The game-learning model has inspired a set of games for schoolchildren in different age brackets.

In one application, pupils are challenged to teach a virtual pet that can then take part in online competitions against pets trained by other pupils. This game has had great success at European game fairs.

“As far as the development of models is concerned, our work represents basic research,” he says.

We’ve managed to translate our theoretical results and models into marketable products within a very short space of time.

Jari Multisilta

“But we’ve managed to translate our theoretical results and models into marketable products within a very short space of time. It’s just that this is not something that’s monitored and measured scientifically.”

Still in the early stages

Mobile learning is not yet very common. In business companies, applications are largely based on passive learning, that is, employees can download a learning module into their mobile phones that they can view at their convenience.

Multisilta says that mobile learning should be an interactive process and allow for different ways of learning. The element of interactivity is created in the game environment.

Entertainment technology embedded in learning technology

Other questions that Multisilta has addressed in his studies concern the application of social media services to learning situations in the workplace; the question of how interesting and useful these services are, and what kind of technological solutions are needed.

School pupils can shoot video footage on their mobiles and upload it to a service where they can compile stories using material filmed by themselves and others.

Jari Multisilta

According to the professor, a major future application for mobile social media will be in the area of on-the-job learning and group work.

The social media element of mobile phones is largely based on entertainment technology. Furthermore, Multisilta has studied how video and video stories are used in learning situations and in group work.

Together with colleagues, he has also developed video games in which game characters projected onto a screen are controlled through body movements.

The body movements are recognised by a mobile phone in the gamer’s pocket. By leaping up into the air or by running on the spot, the gamer can make the character on the screen do the same.

Interactive group games

These are group games: the input of each gamer affects the outcome of the games. The aim is to intensify the physical sense of involvement in the game.

One of the team’s studies dealt with the group’s collective pulse.

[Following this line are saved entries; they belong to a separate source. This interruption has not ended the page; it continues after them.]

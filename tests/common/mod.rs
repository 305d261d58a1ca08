//! In-process fakes for the model-facing seams.
//!
//! A fake PDF is `%PDF-fake\n` followed by a JSON array of page texts.
//! [`FakeRasterizer`] registers each page text in a shared table and encodes
//! the table key as the width of a 1-pixel-high image; [`TableTranscriber`]
//! reads it back. Transcription therefore stays correct under concurrency.
//!
//! Page texts with special meaning for [`TableTranscriber`]:
//! * `"!fail"`  → `ModelCallError::Timeout`
//! * `""`       → `ModelCallError::EmptyResponse`

#![allow(dead_code)]

use async_trait::async_trait;
use edgequake_pdf_rag::pipeline::render::check_pdf_magic;
use edgequake_pdf_rag::{
    Embedder, Embedding, Generator, InMemoryVectorStore, IngestProgressCallback, ModelCallError,
    PageRasterizer, RagConfig, RagError, RagService, RenderedPage, ServiceComponents, Transcriber,
};
use image::{DynamicImage, RgbImage};
use std::path::Path;
use std::sync::atomic::{AtomicUsize, Ordering};
use std::sync::{Arc, Mutex};
use std::time::Duration;

pub const EMBED_MODEL: &str = "bow-test";

/// Words the bag-of-words embedder counts, one dimension each.
pub const VOCAB: &[&str] = &[
    "name", "jane", "doe", "skills", "go", "rust", "candidate", "experience", "education",
    "python", "alpha", "beta", "gamma",
];

/// Bytes of a fake PDF whose pages transcribe to `pages`.
pub fn fake_pdf(pages: &[&str]) -> Vec<u8> {
    let mut bytes = b"%PDF-fake\n".to_vec();
    bytes.extend(serde_json::to_vec(pages).unwrap());
    bytes
}

// ── Rasterizer + transcriber ─────────────────────────────────────────────────

#[derive(Default)]
pub struct PageTable {
    texts: Mutex<Vec<String>>,
}

impl PageTable {
    fn register(&self, text: &str) -> u32 {
        let mut texts = self.texts.lock().unwrap();
        texts.push(text.to_string());
        texts.len() as u32
    }

    fn lookup(&self, key: u32) -> String {
        self.texts.lock().unwrap()[key as usize - 1].clone()
    }
}

pub struct FakeRasterizer {
    table: Arc<PageTable>,
}

#[async_trait]
impl PageRasterizer for FakeRasterizer {
    async fn rasterize(&self, filename: &str, bytes: &[u8]) -> Result<Vec<RenderedPage>, RagError> {
        check_pdf_magic(filename, bytes)?;
        let body = bytes
            .iter()
            .position(|&b| b == b'\n')
            .map(|i| &bytes[i + 1..])
            .unwrap_or_default();
        let pages: Vec<String> =
            serde_json::from_slice(body).map_err(|e| RagError::DocumentParse {
                filename: filename.to_string(),
                detail: e.to_string(),
            })?;

        Ok(pages
            .iter()
            .enumerate()
            .map(|(page_index, text)| RenderedPage {
                page_index,
                image: DynamicImage::ImageRgb8(RgbImage::new(self.table.register(text), 1)),
            })
            .collect())
    }
}

pub struct TableTranscriber {
    table: Arc<PageTable>,
    /// Later pages answer sooner, to shake out ordering bugs.
    pub stagger: bool,
    pub calls: AtomicUsize,
}

#[async_trait]
impl Transcriber for TableTranscriber {
    async fn transcribe(&self, page: &RenderedPage) -> Result<String, ModelCallError> {
        self.calls.fetch_add(1, Ordering::SeqCst);
        if self.stagger {
            let delay = 10u64.saturating_sub(page.page_index as u64) * 5;
            tokio::time::sleep(Duration::from_millis(delay)).await;
        }
        let text = self.table.lookup(page.image.width());
        match text.as_str() {
            "!fail" => Err(ModelCallError::Timeout { secs: 60 }),
            t if t.trim().is_empty() => Err(ModelCallError::EmptyResponse),
            _ => Ok(text),
        }
    }
}

// ── Embedder ─────────────────────────────────────────────────────────────────

pub struct BagOfWordsEmbedder {
    pub model: String,
    pub fail: bool,
}

impl BagOfWordsEmbedder {
    pub fn new() -> Self {
        Self {
            model: EMBED_MODEL.to_string(),
            fail: false,
        }
    }
}

pub fn bag_of_words(text: &str) -> Vec<f32> {
    let lower = text.to_lowercase();
    let tokens: Vec<&str> = lower
        .split(|c: char| !c.is_alphanumeric())
        .filter(|t| !t.is_empty())
        .collect();
    VOCAB
        .iter()
        .map(|w| tokens.iter().filter(|t| *t == w).count() as f32)
        .collect()
}

#[async_trait]
impl Embedder for BagOfWordsEmbedder {
    fn model_name(&self) -> &str {
        &self.model
    }

    async fn embed(&self, text: &str) -> Result<Embedding, ModelCallError> {
        if self.fail {
            return Err(ModelCallError::Failed {
                attempts: 4,
                detail: "connection refused".into(),
            });
        }
        Ok(Embedding::new(self.model.clone(), bag_of_words(text)))
    }
}

// ── Generator ────────────────────────────────────────────────────────────────

/// Answers only from the context it is given, and records every request.
#[derive(Default)]
pub struct RecordingGenerator {
    pub requests: Mutex<Vec<(String, String)>>,
    pub fail: bool,
}

impl RecordingGenerator {
    pub fn requests(&self) -> Vec<(String, String)> {
        self.requests.lock().unwrap().clone()
    }
}

#[async_trait]
impl Generator for RecordingGenerator {
    async fn generate(&self, system: &str, user: &str) -> Result<String, ModelCallError> {
        self.requests
            .lock()
            .unwrap()
            .push((system.to_string(), user.to_string()));
        if self.fail {
            return Err(ModelCallError::EmptyResponse);
        }
        if user.contains("Jane Doe") {
            Ok("The candidate's name is Jane Doe.".to_string())
        } else {
            Ok("The resume does not say.".to_string())
        }
    }
}

// ── Progress ─────────────────────────────────────────────────────────────────

#[derive(Default)]
pub struct CountingProgress {
    pub batches: AtomicUsize,
    pub documents: AtomicUsize,
    pub pages: AtomicUsize,
    pub completed: AtomicUsize,
    pub failed: AtomicUsize,
}

impl IngestProgressCallback for CountingProgress {
    fn on_batch_start(&self, _documents: usize) {
        self.batches.fetch_add(1, Ordering::SeqCst);
    }

    fn on_document_start(&self, _filename: &str, _pages: usize) {
        self.documents.fetch_add(1, Ordering::SeqCst);
    }

    fn on_page_transcribed(&self, _f: &str, _i: usize, _t: usize, _len: usize) {
        self.pages.fetch_add(1, Ordering::SeqCst);
    }

    fn on_batch_complete(&self, _documents: usize, pages: usize) {
        self.completed.store(pages, Ordering::SeqCst);
    }

    fn on_batch_failed(&self, _error: &str) {
        self.failed.fetch_add(1, Ordering::SeqCst);
    }
}

// ── Harness ──────────────────────────────────────────────────────────────────

pub struct Harness {
    pub service: RagService,
    pub store: Arc<InMemoryVectorStore>,
    pub transcriber: Arc<TableTranscriber>,
    pub generator: Arc<RecordingGenerator>,
    pub config: RagConfig,
}

pub struct HarnessBuilder {
    config: RagConfig,
    store: Option<Arc<InMemoryVectorStore>>,
    embedder: BagOfWordsEmbedder,
    generator: RecordingGenerator,
    stagger: bool,
}

impl HarnessBuilder {
    pub fn new(static_dir: &Path) -> Self {
        Self {
            config: RagConfig::builder()
                .static_dir(static_dir)
                .build()
                .unwrap(),
            store: None,
            embedder: BagOfWordsEmbedder::new(),
            generator: RecordingGenerator::default(),
            stagger: false,
        }
    }

    pub fn config(mut self, f: impl FnOnce(RagConfig) -> RagConfig) -> Self {
        self.config = f(self.config);
        self
    }

    pub fn store(mut self, store: Arc<InMemoryVectorStore>) -> Self {
        self.store = Some(store);
        self
    }

    pub fn embedding_model(mut self, model: &str) -> Self {
        self.embedder.model = model.to_string();
        self
    }

    pub fn failing_embedder(mut self) -> Self {
        self.embedder.fail = true;
        self
    }

    pub fn failing_generator(mut self) -> Self {
        self.generator.fail = true;
        self
    }

    pub fn staggered(mut self) -> Self {
        self.stagger = true;
        self
    }

    pub fn build(self) -> Harness {
        let table = Arc::new(PageTable::default());
        let store = self
            .store
            .unwrap_or_else(|| Arc::new(InMemoryVectorStore::new()));
        let transcriber = Arc::new(TableTranscriber {
            table: Arc::clone(&table),
            stagger: self.stagger,
            calls: AtomicUsize::new(0),
        });
        let generator = Arc::new(self.generator);

        let components = ServiceComponents {
            rasterizer: Arc::new(FakeRasterizer { table }),
            transcriber: transcriber.clone(),
            embedder: Arc::new(self.embedder),
            generator: generator.clone(),
            store: store.clone(),
        };

        Harness {
            service: RagService::new(components, &self.config),
            store,
            transcriber,
            generator,
            config: self.config,
        }
    }
}
//! CLI binary for edgequake-pdf-rag.
//!
//! A thin shim over the library crate: `serve` runs the HTTP surface,
//! `ask` ingests a few PDFs into a fresh index and answers one question.

use anyhow::{Context, Result};
use clap::{Args, Parser, Subcommand};
use edgequake_pdf_rag::{
    server, IngestDocument, IngestProgressCallback, ProgressCallback, RagConfig, RagService,
};
use indicatif::{ProgressBar, ProgressStyle};
use std::io;
use std::path::{Path, PathBuf};
use std::sync::Arc;
use std::time::Duration;
use tracing_subscriber::EnvFilter;

// ── ANSI colour helpers (no extra deps) ──────────────────────────────────────

fn green(s: &str) -> String {
    format!("\x1b[32m{s}\x1b[0m")
}
fn dim(s: &str) -> String {
    format!("\x1b[2m{s}\x1b[0m")
}
fn bold(s: &str) -> String {
    format!("\x1b[1m{s}\x1b[0m")
}
fn cyan(s: &str) -> String {
    format!("\x1b[36m{s}\x1b[0m")
}

const TICKS: &[&str] = &["⠋", "⠙", "⠹", "⠸", "⠼", "⠴", "⠦", "⠧", "⠇", "⠏", "⠿"];

// ── CLI progress callback using indicatif ────────────────────────────────────

/// Terminal progress bar over all pages of the batch. The length grows as
/// each document is opened, since page counts are only known after rendering.
struct CliProgressCallback {
    bar: ProgressBar,
}

impl CliProgressCallback {
    fn new() -> Arc<Self> {
        Arc::new(Self {
            bar: ProgressBar::new(0),
        })
    }

    /// The spinner only runs between batch start and completion or failure.
    fn start_spinner(&self) {
        let spinner_style = ProgressStyle::with_template("{spinner:.cyan} {prefix:.bold}  {msg}")
            .unwrap_or_else(|_| ProgressStyle::default_spinner())
            .tick_strings(TICKS);

        self.bar.set_style(spinner_style);
        self.bar.set_prefix("Preparing");
        self.bar.set_message("Opening PDF…");
        self.bar.enable_steady_tick(Duration::from_millis(80));
    }

    fn activate_bar(&self) {
        let progress_style = ProgressStyle::with_template(
            "{spinner:.cyan} {prefix:.bold}  \
             [{bar:42.green/238}] {pos:>3}/{len} pages  \
             ⏱ {elapsed_precise}  {msg}",
        )
        .unwrap_or_else(|_| ProgressStyle::default_bar())
        .progress_chars("█▉▊▋▌▍▎▏  ")
        .tick_strings(TICKS);

        self.bar.set_style(progress_style);
        self.bar.set_prefix("Transcribing");
    }
}

impl IngestProgressCallback for CliProgressCallback {
    fn on_batch_start(&self, documents: usize) {
        self.bar.println(format!(
            "{} {}",
            cyan("◆"),
            bold(&format!("Ingesting {documents} document(s)…"))
        ));
        self.start_spinner();
    }

    fn on_document_start(&self, filename: &str, pages: usize) {
        if self.bar.length().unwrap_or(0) == 0 {
            self.activate_bar();
        }
        self.bar.inc_length(pages as u64);
        self.bar.set_message(filename.to_string());
    }

    fn on_page_transcribed(&self, filename: &str, page_index: usize, total: usize, text_len: usize) {
        self.bar.println(format!(
            "  {} {} page {:>3}/{:<3}  {}",
            green("✓"),
            filename,
            page_index + 1,
            total,
            dim(&format!("{text_len:>5} chars")),
        ));
        self.bar.inc(1);
    }

    fn on_batch_complete(&self, documents: usize, pages: usize) {
        self.bar.finish_and_clear();
        eprintln!(
            "{} {} page(s) from {} document(s) indexed",
            green("✔"),
            bold(&pages.to_string()),
            documents
        );
    }

    fn on_batch_failed(&self, error: &str) {
        self.bar.finish_and_clear();
        tracing::debug!("Batch abandoned: {}", error);
    }
}

const AFTER_HELP: &str = r#"EXAMPLES:
  # Run the HTTP service on localhost:8005 (Ollama models)
  pdf-rag serve

  # Ask a one-off question about a resume
  pdf-rag ask --file resume.pdf "What is the candidate's name?"

  # Hosted models, JSON output
  pdf-rag --provider openai --vision-model gpt-4.1-mini --text-model gpt-4.1-mini \
      --embedding-model text-embedding-3-small --embedding-dim 1536 \
      ask --file resume.pdf --json "List the programming languages"

HTTP ENDPOINTS (serve):
  POST /upload   multipart, one or more "files" fields
  POST /query    {"query": "..."} → {"response": "...", "sources": [...]}
  GET  /static/latest_transcription.json
  GET  /health

ENVIRONMENT VARIABLES:
  EDGEQUAKE_LLM_PROVIDER  Provider (ollama, openai, anthropic, gemini, auto)
  OLLAMA_HOST             Ollama server URL (default http://localhost:11434)
  OPENAI_API_KEY          OpenAI API key
  PDFIUM_LIB_PATH         Path to libpdfium
  PDFRAG_*                Every flag, e.g. PDFRAG_TOP_K=5
"#;

/// Ask questions about PDF documents using vision-LLM transcription and embedding search.
#[derive(Parser, Debug)]
#[command(
    name = "pdf-rag",
    version,
    about = "Ask questions about PDF documents using Vision LLMs",
    long_about = "Transcribes PDF pages with a vision model, indexes them by embedding, and \
answers questions grounded only in the retrieved pages. Works with Ollama out of the box and \
with any provider supported by edgequake-llm.",
    arg_required_else_help = true,
    color = clap::ColorChoice::Auto,
    after_long_help = AFTER_HELP
)]
struct Cli {
    #[command(flatten)]
    models: ModelArgs,

    #[command(subcommand)]
    command: Command,
}

#[derive(Subcommand, Debug)]
enum Command {
    /// Run the HTTP service.
    Serve {
        #[arg(long, env = "PDFRAG_HOST", default_value = "localhost")]
        host: String,

        #[arg(long, env = "PDFRAG_PORT", default_value_t = 8005)]
        port: u16,

        /// Maximum upload size in MiB.
        #[arg(long, env = "PDFRAG_MAX_UPLOAD_MB", default_value_t = 64)]
        max_upload_mb: usize,
    },

    /// Ingest PDFs into a fresh index and answer one question.
    Ask {
        /// PDF to ingest (repeatable).
        #[arg(short, long = "file", required = true)]
        files: Vec<PathBuf>,

        /// The question.
        question: String,

        /// Print `{"response", "sources"}` JSON instead of text.
        #[arg(long, env = "PDFRAG_JSON")]
        json: bool,

        /// Disable progress bar.
        #[arg(long, env = "PDFRAG_NO_PROGRESS")]
        no_progress: bool,
    },
}

#[derive(Args, Debug)]
struct ModelArgs {
    /// Provider for all three models: ollama, openai, anthropic, gemini, auto.
    #[arg(long, global = true, env = "EDGEQUAKE_LLM_PROVIDER", default_value = "ollama")]
    provider: String,

    /// Vision model used to transcribe pages.
    #[arg(long, global = true, env = "PDFRAG_VISION_MODEL", default_value = "llama3.2-vision")]
    vision_model: String,

    /// Embedding model for pages and questions.
    #[arg(long, global = true, env = "PDFRAG_EMBEDDING_MODEL", default_value = "mxbai-embed-large")]
    embedding_model: String,

    /// Text model used to answer questions.
    #[arg(long, global = true, env = "PDFRAG_TEXT_MODEL", default_value = "llama3.2")]
    text_model: String,

    /// Embedding dimension of --embedding-model.
    #[arg(long, global = true, env = "PDFRAG_EMBEDDING_DIM", default_value_t = 1024)]
    embedding_dim: usize,

    /// Per-model-call timeout in seconds.
    #[arg(long, global = true, env = "PDFRAG_API_TIMEOUT", default_value_t = 60)]
    api_timeout: u64,

    /// Retries per model call.
    #[arg(long, global = true, env = "PDFRAG_MAX_RETRIES", default_value_t = 3)]
    max_retries: u32,

    /// Pages of one document transcribed concurrently.
    #[arg(short, long, global = true, env = "PDFRAG_CONCURRENCY", default_value_t = 1)]
    concurrency: usize,

    /// Pages used as answer context.
    #[arg(long, global = true, env = "PDFRAG_TOP_K", default_value_t = 3)]
    top_k: usize,

    /// Directory for the snapshot and page images.
    #[arg(long, global = true, env = "PDFRAG_STATIC_DIR", default_value = "static")]
    static_dir: PathBuf,

    /// Save every rendered page as PNG in --static-dir.
    #[arg(long, global = true, env = "PDFRAG_KEEP_PAGE_IMAGES")]
    keep_page_images: bool,

    /// Path to libpdfium (falls back to PDFIUM_LIB_PATH, then the system library).
    #[arg(long, global = true, env = "PDFRAG_PDFIUM_LIB")]
    pdfium_lib: Option<PathBuf>,

    /// Enable DEBUG-level tracing logs.
    #[arg(short, long, global = true, env = "PDFRAG_VERBOSE")]
    verbose: bool,

    /// Suppress all output except errors.
    #[arg(short, long, global = true, env = "PDFRAG_QUIET")]
    quiet: bool,
}

#[tokio::main]
async fn main() -> Result<()> {
    let cli = Cli::parse();

    // ── Logging setup ────────────────────────────────────────────────────
    // The progress bar replaces INFO logs during `ask`.
    let show_progress = match &cli.command {
        Command::Ask {
            json, no_progress, ..
        } => !cli.models.quiet && !no_progress && !json,
        Command::Serve { .. } => false,
    };
    let filter = if cli.models.verbose {
        "debug"
    } else if cli.models.quiet || show_progress {
        "error"
    } else {
        "info"
    };

    tracing_subscriber::fmt()
        .with_env_filter(
            EnvFilter::try_from_default_env().unwrap_or_else(|_| EnvFilter::new(filter)),
        )
        .with_writer(io::stderr)
        .init();

    let progress_cb: Option<ProgressCallback> = if show_progress {
        Some(CliProgressCallback::new() as Arc<dyn IngestProgressCallback>)
    } else {
        None
    };

    let config = build_config(&cli.models, progress_cb)?;
    let service = Arc::new(RagService::from_config(&config).context("Failed to set up models")?);

    match cli.command {
        Command::Serve {
            host,
            port,
            max_upload_mb,
        } => {
            let bind_addr = format!("{host}:{port}");
            server::serve(service, &bind_addr, max_upload_mb * 1024 * 1024)
                .await
                .with_context(|| format!("Server on {bind_addr} failed"))?;
        }
        Command::Ask {
            files,
            question,
            json,
            ..
        } => {
            let documents = read_documents(&files).await?;
            service.ingest(documents).await.context("Ingestion failed")?;

            let answer = service.query(&question).await.context("Query failed")?;

            if json {
                let out =
                    serde_json::to_string_pretty(&answer).context("Failed to serialise answer")?;
                println!("{out}");
            } else {
                println!("{}", answer.response.trim_end());
                if !cli.models.quiet {
                    eprintln!(
                        "\n{} {}",
                        dim("sources:"),
                        if answer.sources.is_empty() {
                            dim("(none)")
                        } else {
                            answer.sources.join(", ")
                        }
                    );
                }
            }
        }
    }

    Ok(())
}

/// Map CLI args to `RagConfig`.
fn build_config(args: &ModelArgs, progress: Option<ProgressCallback>) -> Result<RagConfig> {
    let mut builder = RagConfig::builder()
        .provider_name(&args.provider)
        .vision_model(&args.vision_model)
        .embedding_model(&args.embedding_model)
        .text_model(&args.text_model)
        .embedding_dimension(args.embedding_dim)
        .api_timeout_secs(args.api_timeout)
        .max_retries(args.max_retries)
        .page_concurrency(args.concurrency)
        .top_k(args.top_k)
        .static_dir(&args.static_dir)
        .persist_page_images(args.keep_page_images);

    if let Some(ref lib) = args.pdfium_lib {
        builder = builder.pdfium_library(lib);
    }
    if let Some(cb) = progress {
        builder = builder.progress_callback(cb);
    }

    builder.build().context("Invalid configuration")
}

/// Read each file; the file name (without directories) becomes the document name.
async fn read_documents(files: &[PathBuf]) -> Result<Vec<IngestDocument>> {
    let mut documents = Vec::with_capacity(files.len());
    for path in files {
        let bytes = tokio::fs::read(path)
            .await
            .with_context(|| format!("Failed to read {}", path.display()))?;
        documents.push(IngestDocument::new(display_name(path), bytes));
    }
    Ok(documents)
}

fn display_name(path: &Path) -> String {
    path.file_name()
        .map(|n| n.to_string_lossy().into_owned())
        .unwrap_or_else(|| path.display().to_string())
}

At the start of an ice hockey game, a small test group was given heart rate monitors to wear, and their heartbeat data was fed into a server that calculated the team’s average heart rate and displayed it on a computer screen.

Multisilta explains that it’s possible to use the collective heart rate as a starting point for the development of exercise games, where the audience has to exercise together to maintain the collective heart rate within a certain range during intervals in the game.

“The collective heart rate also correlates to some extent with what’s happening in the game – whenever there was an exciting goalmouth moment, the collective pulse went up a bit.”